Volume 21, Issue 1, March 2005
© 2005 Prime Health Consultants, Inc.

These authors report the long-term outcomes of 46,XY males with micropenis, but no other genital deformity, identified and treated intermittently with androgens or hCG during infancy, childhood and/or adolescence. Lee and Houk determined adult stretched penile length (SPL) and social adjustment in 20 patients with SPL <–2 SD of normal at initial examination: 11 had hypogonadotropism and 3 primary testicular failure; in 6 patients no cause of the micropenis was identified. SPL increased in all subjects; adult SPL was >–2 SD of the adult mean in 14 subjects and between –2.5 and –2 SD in 4; 2 patients had adult SPL <–2.5 SD of the mean. Among these 20 patients and another 2 with micropenis first evaluated as adults, 21/22 were heterosexual; 8 were/had been involved in long-term heterosexual relationships. Relative to age-matched control subjects, those with micropenis (N=12 studied) had comparable findings in regard to heterosexual dating and sexual functioning, male friendships, education, employment, sports/leisure activities; none had a psychiatric illness. Despite normal adult SPL, 5 primarily obese patients stated that their penises were small. The investigators concluded that in adult men who had micropenis as children/adolescents: 1) 90% had adult SPL within the broad range of normal; 2) there was “reasonable social adjustment,” no psychological pathology, and gender-appropriate sexual functioning.

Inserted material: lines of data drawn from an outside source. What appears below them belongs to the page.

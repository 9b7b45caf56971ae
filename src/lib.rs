#![cfg(target_arch = "wasm32")]
use constants::{texture_url, CANVAS_ID, CONFIG_PATH, FONT_PATH};
use prism_core::mesh::clear_rgb;
use prism_core::{AppConfig, Cursor, DrawList, Session};
use prism_render::TextureImage;
use std::cell::RefCell;
use std::rc::Rc;
use wasm_bindgen::prelude::*;
use wasm_bindgen::JsCast;
use wasm_bindgen_futures::spawn_local;
use web_sys as web;

mod constants;
mod dom;
mod events;
mod fetch;
mod frame;
mod input;
mod render;

#[wasm_bindgen(start)]
pub fn start() -> Result<(), JsValue> {
    console_error_panic_hook::set_once();
    console_log::init_with_level(log::Level::Info).ok();
    log::info!("prism-web starting");

    spawn_local(async move {
        if let Err(e) = init().await {
            log::error!("init error: {:?}", e);
        }
    });
    Ok(())
}

async fn init() -> anyhow::Result<()> {
    let document = dom::window_document().ok_or_else(|| anyhow::anyhow!("no document"))?;
    let canvas: web::HtmlCanvasElement = document
        .get_element_by_id(CANVAS_ID)
        .ok_or_else(|| anyhow::anyhow!("missing #{CANVAS_ID}"))?
        .dyn_into::<web::HtmlCanvasElement>()
        .map_err(|e| anyhow::anyhow!(format!("{:?}", e)))?;

    // Keep the backing store at CSS size * devicePixelRatio
    dom::sync_canvas_backing_size(&canvas);

    let config = load_config().await;
    let clear = clear_rgb(&config.scene);
    let session = Rc::new(RefCell::new(Session::new(
        config,
        dom::canvas_viewport(&canvas),
    )?));
    let clock = frame::Clock::start();

    events::wire_canvas_resize(&canvas, session.clone());
    events::wire_pointer_handlers(events::PointerWiring::new(
        canvas.clone(),
        session.clone(),
        clock,
    ));
    events::wire_keyboard(session.clone(), clock);

    // Rendering starts right away; prisms appear once the font and images resolve
    let gpu = frame::init_gpu(&canvas, clear).await;
    let frame_ctx = Rc::new(RefCell::new(frame::FrameContext {
        session: session.clone(),
        canvas,
        gpu,
        clock,
        draw_list: DrawList::new(),
        cursor: Cursor::Default,
    }));
    frame::start_loop(frame_ctx.clone());

    let keys = session.borrow().texture_keys().to_vec();
    for key in keys {
        spawn_local(load_texture(key, session.clone(), frame_ctx.clone()));
    }
    spawn_local(load_font(session));
    Ok(())
}

async fn load_config() -> AppConfig {
    let text = match fetch::fetch_text(CONFIG_PATH).await {
        Ok(text) => text,
        Err(e) => {
            log::info!("[config] using defaults ({})", e);
            return AppConfig::default();
        }
    };
    match AppConfig::from_json(&text) {
        Ok(config) => {
            log::info!("[config] loaded {}", CONFIG_PATH);
            config
        }
        Err(e) => {
            log::warn!("[config] {} rejected, using defaults: {}", CONFIG_PATH, e);
            AppConfig::default()
        }
    }
}

async fn load_font(session: Rc<RefCell<Session>>) {
    let json = match fetch::fetch_text(FONT_PATH).await {
        Ok(json) => Some(json),
        Err(e) => {
            log::warn!("[load] {}", e);
            None
        }
    };
    session.borrow_mut().resolve_font_json(json.as_deref());
}

async fn load_texture(
    key: &'static str,
    session: Rc<RefCell<Session>>,
    frame_ctx: Rc<RefCell<frame::FrameContext>>,
) {
    let image = match fetch_texture(key).await {
        Ok(image) => Some(image),
        Err(e) => {
            log::warn!("[load] {}: {}", key, e);
            None
        }
    };
    if let Some(image) = &image {
        if let Some(gpu) = frame_ctx.borrow_mut().gpu.as_mut() {
            gpu.upload_texture(key, image);
        }
    }
    session.borrow_mut().resolve_texture(key, image.is_some());
}

async fn fetch_texture(key: &str) -> anyhow::Result<TextureImage> {
    let url = texture_url(key).ok_or_else(|| anyhow::anyhow!("no image for texture {key}"))?;
    let bytes = fetch::fetch_bytes(&url).await?;
    Ok(TextureImage::decode(&bytes)?)
}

Husmann evaluated adult SPL in 20 men with micropenis (here defined as SPL <–2.5 SD of normal) diagnosed and treated during infancy in whom SPL did not increase appreciably despite multiple courses of testosterone. Five patients had a mutation in the androgen receptor, 6 had hypogonadotropism, and 9 had no known cause of the micropenis. Mean pretreatment SPL was –3 SD (range –5.5 to –2.6) for age/race and mean adult SPL was –3.4 SD (range –5.9 to –2.2). All patients considered their penises to be small, and 5 had undergone (unsatisfactory) surgery to enlarge their penises; 19/20 were heterosexual; 12/20 men were sexually active, but 4 were incapable of vaginal penetration; 5 patients had mental illnesses requiring professional therapy. Despite these findings, Husmann concluded that these patients accept a male gender identity and many engage in a “satisfying heterosexual relationship.”

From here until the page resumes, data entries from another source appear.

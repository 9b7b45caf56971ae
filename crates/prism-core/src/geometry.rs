//! Local-space triangle geometry for each [`Shape`].
//!
//! The same triangles feed the ray resolver and the vertex builder, so what
//! is drawn is exactly what can be hit.

use glam::{Vec2, Vec3};
use std::f32::consts::TAU;

#[derive(Clone, Debug, PartialEq)]
pub enum Shape {
    /// Transform-only node.
    Group,
    /// Regular polygon in local XY, facing +Z.
    Polygon { radius: f32, sides: u32 },
    /// Rectangle in local XY, facing +Z, centred on the origin.
    Plane { width: f32, height: f32 },
    /// Box centred on the origin with face groups +X, -X, +Y, -Y, +Z, -Z.
    Cuboid { width: f32, height: f32, depth: f32 },
    Text(TextShape),
}

/// Laid-out text drawn as a slab from a baseline-left origin.
// TODO: tessellate the typeface's glyph outlines (`o` paths) instead of one slab per line
#[derive(Clone, Debug, PartialEq)]
pub struct TextShape {
    pub content: String,
    pub size: f32,
    pub thickness: f32,
    pub width: f32,
}

#[derive(Clone, Copy, Debug, PartialEq)]
pub struct Triangle {
    pub a: Vec3,
    pub b: Vec3,
    pub c: Vec3,
    /// Texture coordinates of `a`, `b`, `c`; (0, 0) is the image's top-left.
    pub uv: [Vec2; 3],
    /// Material group this triangle draws with.
    pub face: usize,
}

impl Triangle {
    pub fn normal(&self) -> Vec3 {
        (self.b - self.a).cross(self.c - self.a).normalize_or_zero()
    }
}

impl Shape {
    pub fn has_geometry(&self) -> bool {
        !matches!(self, Shape::Group)
    }

    pub fn triangles(&self) -> Vec<Triangle> {
        let mut out = Vec::new();
        self.append_triangles(&mut out);
        out
    }

    pub fn append_triangles(&self, out: &mut Vec<Triangle>) {
        match self {
            Shape::Group => {}
            Shape::Polygon { radius, sides } => polygon(*radius, (*sides).max(3), out),
            Shape::Plane { width, height } => {
                let hw = width * 0.5;
                let hh = height * 0.5;
                quad(
                    [
                        Vec3::new(-hw, -hh, 0.0),
                        Vec3::new(hw, -hh, 0.0),
                        Vec3::new(hw, hh, 0.0),
                        Vec3::new(-hw, hh, 0.0),
                    ],
                    0,
                    out,
                );
            }
            Shape::Cuboid {
                width,
                height,
                depth,
            } => {
                let half = Vec3::new(*width, *height, *depth) * 0.5;
                cuboid(-half, half, true, out);
            }
            Shape::Text(text) => {
                let max = Vec3::new(text.width, text.size, text.thickness);
                cuboid(Vec3::ZERO, max, false, out);
            }
        }
    }
}

fn polygon(radius: f32, sides: u32, out: &mut Vec<Triangle>) {
    let corner = |k: u32| {
        let theta = TAU * k as f32 / sides as f32;
        Vec3::new(radius * theta.cos(), radius * theta.sin(), 0.0)
    };
    let uv = |p: Vec3| Vec2::new(0.5 + p.x / (2.0 * radius), 0.5 - p.y / (2.0 * radius));
    for k in 0..sides {
        let (b, c) = (corner(k), corner(k + 1));
        out.push(Triangle {
            a: Vec3::ZERO,
            b,
            c,
            uv: [Vec2::splat(0.5), uv(b), uv(c)],
            face: 0,
        });
    }
}

// Corner UVs for bottom-left, bottom-right, top-right, top-left.
const QUAD_UVS: [Vec2; 4] = [
    Vec2::new(0.0, 1.0),
    Vec2::new(1.0, 1.0),
    Vec2::new(1.0, 0.0),
    Vec2::new(0.0, 0.0),
];

/// Two triangles over corners given counter-clockwise from bottom-left.
fn quad(corners: [Vec3; 4], face: usize, out: &mut Vec<Triangle>) {
    let [p0, p1, p2, p3] = corners;
    let [t0, t1, t2, t3] = QUAD_UVS;
    out.push(Triangle {
        a: p0,
        b: p1,
        c: p2,
        uv: [t0, t1, t2],
        face,
    });
    out.push(Triangle {
        a: p0,
        b: p2,
        c: p3,
        uv: [t0, t2, t3],
        face,
    });
}

// (normal, u, v) per face with u x v == normal, in material-group order.
const CUBOID_FACES: [(Vec3, Vec3, Vec3); 6] = [
    (Vec3::X, Vec3::NEG_Z, Vec3::Y),
    (Vec3::NEG_X, Vec3::Z, Vec3::Y),
    (Vec3::Y, Vec3::X, Vec3::NEG_Z),
    (Vec3::NEG_Y, Vec3::X, Vec3::Z),
    (Vec3::Z, Vec3::X, Vec3::Y),
    (Vec3::NEG_Z, Vec3::NEG_X, Vec3::Y),
];

fn cuboid(min: Vec3, max: Vec3, grouped: bool, out: &mut Vec<Triangle>) {
    let center = (min + max) * 0.5;
    let half = (max - min) * 0.5;
    for (face, (n, u, v)) in CUBOID_FACES.iter().enumerate() {
        let hn = half.dot(n.abs());
        let hu = half.dot(u.abs());
        let hv = half.dot(v.abs());
        let c = center + *n * hn;
        let corners = [
            c - *u * hu - *v * hv,
            c + *u * hu - *v * hv,
            c + *u * hu + *v * hv,
            c - *u * hu + *v * hv,
        ];
        quad(corners, if grouped { face } else { 0 }, out);
    }
}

Lee PA, Houk CP. Outcome studies among men with micropenis. J Pediatr Endocrinol Metab 2004. 17:1043-53.

Husmann DA. The androgen insensitive micropenis: Long-term follow-up into adulthood. J Pediatr Endocrinol Metab 2004.17:1037-41.

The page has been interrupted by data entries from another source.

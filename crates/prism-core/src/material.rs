use glam::Vec3;
use smallvec::SmallVec;

/// Surface appearance of one face group.
///
/// `lit` selects lambert shading (standard material) versus flat colour
/// (basic material). `texture` names an image asset; the renderer multiplies
/// it by `color`, and an unresolved key draws as plain `color`.
#[derive(Clone, Debug, PartialEq)]
pub struct Material {
    pub color: Vec3,
    pub texture: Option<&'static str>,
    pub lit: bool,
}

impl Material {
    pub fn standard(hex: u32) -> Self {
        Self {
            color: hex_to_rgb(hex),
            texture: None,
            lit: true,
        }
    }

    pub fn basic(hex: u32) -> Self {
        Self {
            color: hex_to_rgb(hex),
            texture: None,
            lit: false,
        }
    }

    pub fn with_texture(mut self, key: &'static str) -> Self {
        self.texture = Some(key);
        self
    }
}

#[inline]
pub fn hex_to_rgb(hex: u32) -> Vec3 {
    Vec3::new(
        ((hex >> 16) & 0xff) as f32 / 255.0,
        ((hex >> 8) & 0xff) as f32 / 255.0,
        (hex & 0xff) as f32 / 255.0,
    )
}

/// One material for the whole mesh, or one per face group.
#[derive(Clone, Debug, PartialEq, Default)]
pub struct MaterialSet(pub SmallVec<[Material; 6]>);

impl MaterialSet {
    pub fn single(material: Material) -> Self {
        let mut v = SmallVec::new();
        v.push(material);
        Self(v)
    }

    pub fn per_face(materials: impl IntoIterator<Item = Material>) -> Self {
        Self(materials.into_iter().collect())
    }

    /// Material used for `face`; single-material sets cover every face.
    pub fn for_face(&self, face: usize) -> Option<&Material> {
        match self.0.len() {
            0 => None,
            1 => self.0.first(),
            _ => self.0.get(face),
        }
    }

    pub fn is_empty(&self) -> bool {
        self.0.is_empty()
    }
}

impl From<Material> for MaterialSet {
    fn from(material: Material) -> Self {
        Self::single(material)
    }
}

Editor’s Comment: In the report of Lee and Houk, in 5/20 patients (1 hypogonadotropic subject, 1 with primary testicular failure, and 2 with “idiopathic” micropenis) SPL SD score did not appreciably increase between diagnosis and adulthood, but these subjects are not specifically discussed further, and their psychosocial status is unknown. It would have been of interest if Husmann had also reported his experience with the outcome of patients with micropenis responsive to testosterone. These data are reassuring in that they further demonstrate that there is no basis to consider sex reversal in the 46,XY male with micropenis as their gender identity is firmly masculine. Furthermore, with current surgical procedures for penile reconstruction, the opportunity for satisfactory penile enlargement has improved substantially.1

Allen W. Root, MD

Reference - (linked to )

  1. Jordan GH, Rosenstein DI, Gilbert D. Growth Genet Horm 2002;18:33-8.